| INSTRUCTIONS TO FOLLOW |
Check each line of the entries. Copy the ones that contain the string "debug".

| EXTRACTED MATERIAL |
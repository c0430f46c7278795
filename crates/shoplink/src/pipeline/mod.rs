//! Reconciliation pipeline: extract references, fetch supplier orders,
//! persist and link.
//!
//! # Architecture
//!
//! Each storefront order flows through three stages:
//!
//! 1. Reference extraction from the order note
//!    ([`shoplink_core::extract_references`])
//! 2. Concurrent supplier fetch with retry ([`Fetcher`])
//! 3. Idempotent persistence and linking ([`persist_outcomes`])
//!
//! [`reconcile_order`] wires the stages together for one order; the periodic
//! sync and the [`BackfillWalker`] both drive it.

mod fetch;
mod walker;
mod writer;

pub use fetch::{FetchOutcome, Fetcher, RefOutcome};
pub use walker::{BackfillReport, BackfillWalker};
pub use writer::{WriteSummary, persist_outcomes};

use tracing::debug;

use shoplink_core::extract_references;

use crate::models::StorefrontOrder;
use crate::sources::SupplierOrders;
use crate::store::{LedgerStore, StoreError};

/// Reconcile one storefront order against the supplier.
///
/// Extracts supplier references from the order note, fetches each one, and
/// persists and links the results. An order with no note or no references is
/// a no-op returning an empty summary.
///
/// # Errors
///
/// Returns `StoreError` if persistence fails. Fetch failures do not error;
/// they are counted in the returned [`WriteSummary`].
pub async fn reconcile_order<S, L>(
    store: &L,
    fetcher: &Fetcher<S>,
    order: &StorefrontOrder,
) -> Result<WriteSummary, StoreError>
where
    S: SupplierOrders,
    L: LedgerStore + ?Sized,
{
    let references = order
        .note
        .as_deref()
        .map(extract_references)
        .unwrap_or_default();

    if references.is_empty() {
        debug!(order_id = %order.id, "no supplier references in note");
        return Ok(WriteSummary::default());
    }

    let outcomes = fetcher.fetch_all(&references).await;
    persist_outcomes(store, &order.id, outcomes).await
}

| WRITTEN SOLUTION |
use tracing::debug;
        debug!(order_id = %order.id, "no supplier references in note");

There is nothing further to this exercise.